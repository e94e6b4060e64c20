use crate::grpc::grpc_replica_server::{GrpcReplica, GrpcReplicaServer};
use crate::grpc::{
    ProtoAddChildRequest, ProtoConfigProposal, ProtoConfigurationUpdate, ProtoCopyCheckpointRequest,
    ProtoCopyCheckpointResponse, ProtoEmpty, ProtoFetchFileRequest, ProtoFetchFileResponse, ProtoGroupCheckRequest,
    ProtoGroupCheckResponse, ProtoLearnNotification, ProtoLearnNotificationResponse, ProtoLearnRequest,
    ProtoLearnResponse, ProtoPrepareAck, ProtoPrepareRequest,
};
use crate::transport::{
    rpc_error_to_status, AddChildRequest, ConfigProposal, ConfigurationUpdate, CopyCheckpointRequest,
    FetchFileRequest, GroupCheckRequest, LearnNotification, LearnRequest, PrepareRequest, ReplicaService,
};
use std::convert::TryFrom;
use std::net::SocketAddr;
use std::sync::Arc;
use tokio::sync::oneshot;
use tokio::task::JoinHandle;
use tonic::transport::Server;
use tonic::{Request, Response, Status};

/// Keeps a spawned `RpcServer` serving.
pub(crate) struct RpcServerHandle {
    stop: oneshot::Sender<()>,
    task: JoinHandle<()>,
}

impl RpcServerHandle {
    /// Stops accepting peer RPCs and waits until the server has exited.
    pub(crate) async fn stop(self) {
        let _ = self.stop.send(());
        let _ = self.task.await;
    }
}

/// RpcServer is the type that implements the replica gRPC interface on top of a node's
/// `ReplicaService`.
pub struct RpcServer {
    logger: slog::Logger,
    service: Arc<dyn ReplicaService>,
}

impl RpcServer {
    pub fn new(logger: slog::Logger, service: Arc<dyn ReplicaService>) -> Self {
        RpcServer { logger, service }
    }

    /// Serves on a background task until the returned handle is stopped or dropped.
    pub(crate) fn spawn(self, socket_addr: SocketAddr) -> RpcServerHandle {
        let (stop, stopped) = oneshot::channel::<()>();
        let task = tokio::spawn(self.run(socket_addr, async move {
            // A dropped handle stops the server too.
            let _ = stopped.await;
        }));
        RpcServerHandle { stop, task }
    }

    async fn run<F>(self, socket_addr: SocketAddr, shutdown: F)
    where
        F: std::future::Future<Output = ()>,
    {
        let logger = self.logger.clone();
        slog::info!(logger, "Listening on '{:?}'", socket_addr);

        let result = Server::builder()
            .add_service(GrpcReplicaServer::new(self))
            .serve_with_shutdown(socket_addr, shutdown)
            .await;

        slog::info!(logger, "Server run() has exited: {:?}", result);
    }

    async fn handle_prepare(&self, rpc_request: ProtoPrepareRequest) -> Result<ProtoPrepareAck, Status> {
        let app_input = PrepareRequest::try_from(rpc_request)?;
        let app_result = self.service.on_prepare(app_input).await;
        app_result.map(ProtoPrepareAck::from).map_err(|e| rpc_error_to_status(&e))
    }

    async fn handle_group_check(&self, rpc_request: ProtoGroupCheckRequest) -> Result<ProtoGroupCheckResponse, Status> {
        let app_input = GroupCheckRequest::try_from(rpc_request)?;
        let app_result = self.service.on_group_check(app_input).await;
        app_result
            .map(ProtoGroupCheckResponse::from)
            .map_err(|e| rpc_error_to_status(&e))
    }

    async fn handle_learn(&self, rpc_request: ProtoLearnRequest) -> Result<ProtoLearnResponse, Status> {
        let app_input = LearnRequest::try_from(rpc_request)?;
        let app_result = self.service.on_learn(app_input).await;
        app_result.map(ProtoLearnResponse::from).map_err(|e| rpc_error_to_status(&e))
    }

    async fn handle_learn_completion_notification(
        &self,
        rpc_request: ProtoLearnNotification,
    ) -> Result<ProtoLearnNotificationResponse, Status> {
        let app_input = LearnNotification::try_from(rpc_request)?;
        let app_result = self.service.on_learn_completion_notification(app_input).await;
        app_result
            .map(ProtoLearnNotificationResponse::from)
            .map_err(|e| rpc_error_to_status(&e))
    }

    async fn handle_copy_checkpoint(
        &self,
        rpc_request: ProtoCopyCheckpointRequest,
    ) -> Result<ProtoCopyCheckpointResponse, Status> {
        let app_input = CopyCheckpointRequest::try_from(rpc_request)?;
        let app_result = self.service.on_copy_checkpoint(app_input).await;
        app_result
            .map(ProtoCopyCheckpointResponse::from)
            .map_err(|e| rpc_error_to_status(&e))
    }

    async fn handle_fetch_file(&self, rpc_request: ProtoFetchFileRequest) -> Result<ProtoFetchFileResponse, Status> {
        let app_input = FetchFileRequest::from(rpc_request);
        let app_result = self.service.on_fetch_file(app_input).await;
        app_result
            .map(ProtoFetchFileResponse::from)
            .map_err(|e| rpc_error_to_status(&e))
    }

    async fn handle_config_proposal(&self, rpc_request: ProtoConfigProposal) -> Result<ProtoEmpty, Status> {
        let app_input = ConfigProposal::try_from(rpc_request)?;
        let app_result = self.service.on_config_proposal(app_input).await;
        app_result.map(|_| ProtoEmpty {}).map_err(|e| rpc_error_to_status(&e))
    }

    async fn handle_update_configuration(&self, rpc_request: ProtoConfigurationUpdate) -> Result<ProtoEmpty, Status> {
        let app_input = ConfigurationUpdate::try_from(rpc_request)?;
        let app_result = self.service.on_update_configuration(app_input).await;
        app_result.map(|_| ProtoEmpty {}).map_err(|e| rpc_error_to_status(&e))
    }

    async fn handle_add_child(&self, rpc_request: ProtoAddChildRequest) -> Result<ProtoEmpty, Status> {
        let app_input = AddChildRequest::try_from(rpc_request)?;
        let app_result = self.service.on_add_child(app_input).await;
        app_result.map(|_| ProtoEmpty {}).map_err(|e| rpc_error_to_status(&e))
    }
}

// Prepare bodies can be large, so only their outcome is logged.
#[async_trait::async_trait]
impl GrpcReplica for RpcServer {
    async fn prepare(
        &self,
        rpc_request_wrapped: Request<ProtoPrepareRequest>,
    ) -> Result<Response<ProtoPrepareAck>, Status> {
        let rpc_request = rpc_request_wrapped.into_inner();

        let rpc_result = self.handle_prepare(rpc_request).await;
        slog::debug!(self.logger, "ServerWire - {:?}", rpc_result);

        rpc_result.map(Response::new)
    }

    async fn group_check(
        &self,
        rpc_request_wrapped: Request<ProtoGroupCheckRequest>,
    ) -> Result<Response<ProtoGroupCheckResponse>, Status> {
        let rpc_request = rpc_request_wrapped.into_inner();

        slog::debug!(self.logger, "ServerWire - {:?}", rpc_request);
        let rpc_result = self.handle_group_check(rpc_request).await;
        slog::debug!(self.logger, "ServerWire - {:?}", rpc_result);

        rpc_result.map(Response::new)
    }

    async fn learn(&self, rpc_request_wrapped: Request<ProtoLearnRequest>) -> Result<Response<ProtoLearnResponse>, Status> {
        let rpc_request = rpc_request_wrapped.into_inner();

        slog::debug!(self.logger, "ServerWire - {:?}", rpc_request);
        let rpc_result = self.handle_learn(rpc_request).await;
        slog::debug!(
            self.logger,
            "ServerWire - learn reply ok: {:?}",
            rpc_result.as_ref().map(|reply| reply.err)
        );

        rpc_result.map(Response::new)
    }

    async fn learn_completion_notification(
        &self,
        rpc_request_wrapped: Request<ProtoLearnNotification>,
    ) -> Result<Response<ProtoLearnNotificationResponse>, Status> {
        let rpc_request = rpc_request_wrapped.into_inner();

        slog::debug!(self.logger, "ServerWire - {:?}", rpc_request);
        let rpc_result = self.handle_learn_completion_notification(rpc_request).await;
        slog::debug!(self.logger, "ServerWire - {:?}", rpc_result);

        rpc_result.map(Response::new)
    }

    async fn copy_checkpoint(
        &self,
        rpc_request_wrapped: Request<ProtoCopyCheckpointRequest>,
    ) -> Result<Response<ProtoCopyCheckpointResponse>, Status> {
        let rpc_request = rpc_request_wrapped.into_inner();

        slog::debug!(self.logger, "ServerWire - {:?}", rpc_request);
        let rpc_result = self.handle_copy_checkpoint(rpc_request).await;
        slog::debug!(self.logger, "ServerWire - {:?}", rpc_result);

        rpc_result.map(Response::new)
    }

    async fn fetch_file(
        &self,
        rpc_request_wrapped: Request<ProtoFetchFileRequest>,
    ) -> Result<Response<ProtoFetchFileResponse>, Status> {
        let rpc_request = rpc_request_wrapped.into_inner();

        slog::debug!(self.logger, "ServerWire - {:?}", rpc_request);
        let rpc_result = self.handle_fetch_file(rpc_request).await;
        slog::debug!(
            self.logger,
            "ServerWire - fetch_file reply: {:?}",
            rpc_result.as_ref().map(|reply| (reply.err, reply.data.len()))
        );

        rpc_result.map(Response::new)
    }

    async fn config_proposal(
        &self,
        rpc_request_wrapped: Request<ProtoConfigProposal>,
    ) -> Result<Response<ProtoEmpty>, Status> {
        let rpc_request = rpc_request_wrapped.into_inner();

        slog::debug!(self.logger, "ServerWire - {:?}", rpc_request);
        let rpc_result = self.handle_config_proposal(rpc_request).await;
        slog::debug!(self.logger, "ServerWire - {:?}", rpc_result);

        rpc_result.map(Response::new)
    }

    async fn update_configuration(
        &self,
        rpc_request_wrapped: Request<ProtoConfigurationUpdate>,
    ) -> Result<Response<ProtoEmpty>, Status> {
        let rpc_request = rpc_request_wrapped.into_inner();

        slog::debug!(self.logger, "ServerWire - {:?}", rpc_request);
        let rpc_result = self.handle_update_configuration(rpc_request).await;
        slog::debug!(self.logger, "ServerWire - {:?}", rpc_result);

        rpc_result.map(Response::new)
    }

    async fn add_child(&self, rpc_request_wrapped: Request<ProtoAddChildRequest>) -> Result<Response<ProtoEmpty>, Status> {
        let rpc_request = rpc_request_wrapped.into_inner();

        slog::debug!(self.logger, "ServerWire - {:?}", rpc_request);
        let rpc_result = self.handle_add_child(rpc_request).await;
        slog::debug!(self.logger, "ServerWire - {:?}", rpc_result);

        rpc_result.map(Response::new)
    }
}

· · · · ·

_To do_:
Copy out all the lines of the records that include "RpcServerHandle".

_Response to the task_:
pub(crate) struct RpcServerHandle {
impl RpcServerHandle {
    pub(crate) fn spawn(self, socket_addr: SocketAddr) -> RpcServerHandle {
        RpcServerHandle { stop, task }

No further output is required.